日本人にとってミドル級は「夢の階級」だった。欧米の男性の平均的な体格で、全階級を通じて最も選手層が厚いといわれる。ヘビー級並みの強打とフライ級のようなスピードを兼備した超人的な猛者たちが、名勝負を繰り広げてきた。

今も歴代最強といわれるシュガー・レイ・ロビンソン、10年間不敗のマービン・ハグラー、5階級制覇のシュガー・レイ・レナード、史上初の4団体統一王者バーナード・ホプキンス、17連続KO防衛のゲンナジー・ゴロフキン-。歴代王者の顔触れのすごいこと。

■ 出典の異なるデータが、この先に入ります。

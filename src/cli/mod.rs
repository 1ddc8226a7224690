//! Command-line interface for stagehand.
//!
//! Provides commands for running a pipeline for an experiment, listing the
//! known pipeline definitions, and showing a pipeline's stage graph.

use std::sync::Arc;

use anyhow::Result;
use clap::{Parser, Subcommand};
use tokio::sync::mpsc;

use crate::adapters::ShellRunner;
use crate::core::{
    resolve_levels, ExecutionRecorder, Orchestrator, PipelineConfig, PipelineStore, RunOptions,
};
use crate::domain::{ExecutionStatus, PipelineExecution};
use crate::error::EngineError;

/// stagehand - declarative stage pipeline orchestration
#[derive(Parser, Debug)]
#[command(name = "stagehand")]
#[command(author, version, about, long_about = None)]
pub struct Cli {
    #[command(subcommand)]
    pub command: Commands,
}

#[derive(Subcommand, Debug)]
pub enum Commands {
    /// Run a pipeline for an experiment
    Run {
        /// Experiment the run belongs to
        experiment_id: String,

        /// Pipeline id (exact or substring match against definition files)
        pipeline_id: String,

        /// Report synthetic success without spawning any commands
        #[arg(long)]
        dry_run: bool,

        /// Stream live stage output
        #[arg(short, long)]
        verbose: bool,

        /// Tolerate every stage failure instead of aborting
        #[arg(long)]
        continue_on_error: bool,
    },

    /// List known pipelines
    List,

    /// Show a pipeline's stage graph grouped by level
    Show {
        /// Pipeline id
        pipeline_id: String,
    },
}

impl Cli {
    /// Execute the CLI command
    pub async fn execute(self) -> Result<()> {
        match self.command {
            Commands::Run {
                experiment_id,
                pipeline_id,
                dry_run,
                verbose,
                continue_on_error,
            } => {
                run_pipeline(
                    &experiment_id,
                    &pipeline_id,
                    dry_run,
                    verbose,
                    continue_on_error,
                )
                .await
            }
            Commands::List => list_pipelines().await,
            Commands::Show { pipeline_id } => show_pipeline(&pipeline_id).await,
        }
    }
}

/// Resolve a pipeline id, exiting with status 1 when nothing matches.
async fn load_or_exit(store: &PipelineStore, pipeline_id: &str) -> PipelineConfig {
    match store.load(pipeline_id).await {
        Ok(config) => config,
        Err(EngineError::ConfigNotFound(id)) => {
            eprintln!("Pipeline '{}' not found in {}", id, store.dir().display());
            std::process::exit(1);
        }
        Err(e) => {
            eprintln!("Failed to load pipeline '{}': {}", pipeline_id, e);
            std::process::exit(1);
        }
    }
}

/// Run a pipeline for an experiment
async fn run_pipeline(
    experiment_id: &str,
    pipeline_id: &str,
    dry_run: bool,
    verbose: bool,
    continue_on_error: bool,
) -> Result<()> {
    let store = PipelineStore::open_default()?;
    store.seed_defaults().await?;
    let config = load_or_exit(&store, pipeline_id).await;

    // Verbose mode attaches the live output observer; forwarding is
    // best-effort and a slow terminal never blocks a stage.
    let (observer, printer) = if verbose {
        let (tx, mut rx) = mpsc::unbounded_channel::<crate::adapters::OutputChunk>();
        let printer = tokio::spawn(async move {
            while let Some(chunk) = rx.recv().await {
                if chunk.is_stderr {
                    eprintln!("[{}] {}", chunk.stage_id, chunk.line);
                } else {
                    println!("[{}] {}", chunk.stage_id, chunk.line);
                }
            }
        });
        (Some(tx), Some(printer))
    } else {
        (None, None)
    };

    let orchestrator = Orchestrator::new(
        Arc::new(ShellRunner::new()),
        ExecutionRecorder::open_default()?,
        RunOptions {
            dry_run,
            continue_on_error,
            observer,
        },
    );

    let execution = orchestrator.run(experiment_id, &config).await?;

    // Drop the orchestrator's observer handle so the printer drains and ends.
    drop(orchestrator);
    if let Some(printer) = printer {
        let _ = printer.await;
    }

    print_summary(&execution);

    match execution.status {
        ExecutionStatus::Completed => Ok(()),
        _ => {
            if let Some(failed) = execution.results.iter().find(|r| !r.success) {
                eprintln!(
                    "\nAborted by stage '{}': {}",
                    failed.stage_id,
                    failed.error.as_deref().unwrap_or("unknown error")
                );
            }
            std::process::exit(1);
        }
    }
}

fn print_summary(execution: &PipelineExecution) {
    println!();
    for result in &execution.results {
        let marker = if !result.success {
            "FAIL"
        } else if result.is_skipped() {
            "SKIP"
        } else {
            " OK "
        };
        println!(
            "[{}] {:<20} {}ms",
            marker, result.stage_id, result.duration
        );
    }

    let status = match execution.status {
        ExecutionStatus::Completed => "completed",
        ExecutionStatus::Failed => "failed",
        ExecutionStatus::Running => "running",
        ExecutionStatus::Cancelled => "cancelled",
    };
    println!(
        "\nExecution {} {}: {} succeeded, {} failed in {}ms",
        execution.id,
        status,
        execution.success_count(),
        execution.failure_count(),
        execution.total_duration
    );
}

/// List known pipelines
async fn list_pipelines() -> Result<()> {
    let store = PipelineStore::open_default()?;
    store.seed_defaults().await?;

    let configs = store.list().await?;
    if configs.is_empty() {
        println!("No pipelines found in {}", store.dir().display());
        return Ok(());
    }

    println!("{:<20} {:<8} {}", "ID", "STAGES", "DESCRIPTION");
    println!("{}", "-".repeat(70));
    for config in configs {
        println!(
            "{:<20} {:<8} {}",
            config.id,
            config.stages.len(),
            config.description
        );
    }

    Ok(())
}

/// Show a pipeline's stage graph grouped by level
async fn show_pipeline(pipeline_id: &str) -> Result<()> {
    let store = PipelineStore::open_default()?;
    store.seed_defaults().await?;
    let config = load_or_exit(&store, pipeline_id).await;

    let levels = resolve_levels(&config.stages)?;

    println!("Pipeline: {} - {}", config.id, config.name);
    if !config.description.is_empty() {
        println!("{}", config.description);
    }
    println!();

    for (depth, level) in levels.iter().enumerate() {
        println!("Level {}:", depth);
        for stage in level {
            let deps = if stage.depends_on.is_empty() {
                String::new()
            } else {
                format!("  (after: {})", stage.depends_on.join(", "))
            };
            println!("  {:<20} {}{}", stage.id, stage.command, deps);
        }
    }

    Ok(())
}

小柄な日本人は選手層も薄く、手の届かない階級だった。95年に竹原慎二さんが初めてWBA王座を奪取したが、当時は「大番狂わせ」という印象が強く、ミドル級に対する認識はさほど変わらなかった。それを覆したのが村田だった。

12年ロンドン五輪で金メダル。プロでも世界トップ選手を強打で圧倒して2度世界王座を獲得。KOで敗れたゴロフキンとの統一戦も一進一退の打撃戦で、日本人の強い肉体と高い運動能力を証明。あらためて評価が高まり、試合後は世界中から報酬額数億円の対戦オファーが殺到した。

村田は以前、自らの強打について「神様が僕にくれた才能」と語っていた。ただ、それだけでミドル級で頂きには立てない。神様は探求心や地道に努力する才能も彼に授けたのだと思う。帝拳ジムの本田明彦会長は「体格に加えて頭脳がずぬけている。集中力も違う」と明かす。

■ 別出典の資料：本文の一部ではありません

//! Adapter interfaces for external collaborators.
//!
//! The engine talks to the operating system through the `CommandRunner`
//! trait so that orchestration logic can be exercised with fakes in tests.

pub mod shell;

use std::collections::HashMap;
use std::path::PathBuf;
use std::time::Duration;

use anyhow::Result;
use async_trait::async_trait;
use tokio::sync::mpsc;

// Re-export the shell runner
pub use shell::ShellRunner;

/// One line of live stage output, forwarded best-effort to an observer.
#[derive(Debug, Clone)]
pub struct OutputChunk {
    /// Stage the line came from
    pub stage_id: String,

    /// The line, without trailing newline
    pub line: String,

    /// Whether the line came from stderr
    pub is_stderr: bool,
}

/// Channel end held by runners to stream output as it arrives.
///
/// Sends are non-blocking and never required for correctness; a closed or
/// absent observer is ignored.
pub type OutputSender = mpsc::UnboundedSender<OutputChunk>;

/// A request to run one stage command attempt.
#[derive(Debug, Clone)]
pub struct CommandRequest {
    /// Stage id, used to tag streamed output
    pub stage_id: String,

    /// Shell command line to execute
    pub command: String,

    /// Working directory for the process, if overridden
    pub working_dir: Option<PathBuf>,

    /// Extra environment entries layered over the inherited OS environment
    pub env: HashMap<String, String>,

    /// Timeout window for this attempt
    pub timeout: Duration,

    /// Optional live output observer
    pub observer: Option<OutputSender>,
}

/// The settled output of one command attempt.
///
/// Spawn failures are folded in as `exit_code = 1` with the error message in
/// `stderr`; a timeout is reported distinctly via `timed_out` rather than as
/// a synthetic exit code.
#[derive(Debug, Clone)]
pub struct CommandOutput {
    pub stdout: String,
    pub stderr: String,
    pub exit_code: i32,
    pub duration: Duration,
    pub timed_out: bool,
}

impl CommandOutput {
    /// Whether the attempt completed with a zero exit and no timeout.
    pub fn success(&self) -> bool {
        !self.timed_out && self.exit_code == 0
    }
}

/// Trait for spawning stage commands as OS subprocesses.
#[async_trait]
pub trait CommandRunner: Send + Sync {
    /// Human-readable runner name
    fn name(&self) -> &str;

    /// Run one attempt of a stage command to completion or timeout.
    async fn run(&self, request: CommandRequest) -> Result<CommandOutput>;
}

もう1つは村田の登場で試合中継が配信時代へ移行し、報酬の天井に風穴があいたことだ。スター選手が居並ぶミドル級で、ビッグマッチを実現させるには数億円単位の報酬を用意する必要があり、従来の地上波の放映権料では成立しない。本田会長は資金力のある有料配信サービスと交渉し、新たな道を切り開いた。

昨年4月のゴロフキン戦は、海外がDAZN、日本ではAmazonが配信することで実現。村田のファイトマネーは推定6億円超。2人合わせて20億円超の国内史上最大規模の興行になった。配信サービスの契約数も一気に増えた。以後、井上尚弥ら人気王者の試合はライブ配信が主流となり、報酬も跳ね上がった。

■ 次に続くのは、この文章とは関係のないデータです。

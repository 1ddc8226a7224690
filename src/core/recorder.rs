//! Durable execution records: one JSON document per run, written once.

use std::path::{Path, PathBuf};

use tokio::fs;
use tracing::info;

use crate::domain::PipelineExecution;
use crate::error::EngineError;

/// Serializes finalized execution records to the executions directory.
///
/// Records are append-only history: each run writes exactly one file, named
/// `{experimentId}-{pipelineId}-{executionId}.json`, and never updates it.
pub struct ExecutionRecorder {
    dir: PathBuf,
}

impl ExecutionRecorder {
    /// Create a recorder over an executions directory.
    pub fn new(dir: impl Into<PathBuf>) -> Self {
        Self { dir: dir.into() }
    }

    /// Open the recorder at the configured executions directory.
    pub fn open_default() -> anyhow::Result<Self> {
        Ok(Self::new(crate::config::executions_dir()?))
    }

    /// The directory records are written to.
    pub fn dir(&self) -> &Path {
        &self.dir
    }

    /// The file a given execution is recorded at.
    pub fn record_path(&self, execution: &PipelineExecution) -> PathBuf {
        self.dir.join(format!(
            "{}-{}-{}.json",
            execution.experiment_id, execution.pipeline_id, execution.id
        ))
    }

    /// Write the finalized execution record.
    pub async fn persist(&self, execution: &PipelineExecution) -> Result<(), EngineError> {
        fs::create_dir_all(&self.dir).await?;

        let path = self.record_path(execution);
        let json = serde_json::to_string_pretty(execution)?;
        fs::write(&path, json).await?;

        info!(path = %path.display(), "execution record written");
        Ok(())
    }
}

ミドル級で再び世界トップ戦線で戦える日本選手を育てることは簡単ではない。それでもきっと近い将来、村田の金の拳が突き破った壁の穴から、第2の村田が出てくるはずだ。もしかすると世界ヘビー級王者だって誕生するかもしれない。そう思えるほど、村田諒太は私たちに日本人の計り知れない可能性を示してくれた。【首藤正徳】

◆村田諒太(むらた・りょうた)1986年(昭61)1月12日、奈良市生まれ。伏見中1年で競技開始。南京都高(現京都広学館高)で高校5冠。東洋大で04年全日本選手権ミドル級で優勝など。11年世界選手権銀メダル、12年ロンドン五輪で日本人48年ぶりの金メダルを獲得。アマ戦績は119勝(89KO・RSC)19敗。13年8月にプロデビューし、17年10月、WBA世界ミドル級王座を獲得。日本人で初めて五輪金メダリストがプロ世界王者となった。プロ戦績は16勝(13KO)3敗。身長183センチの右ボクサーファイター。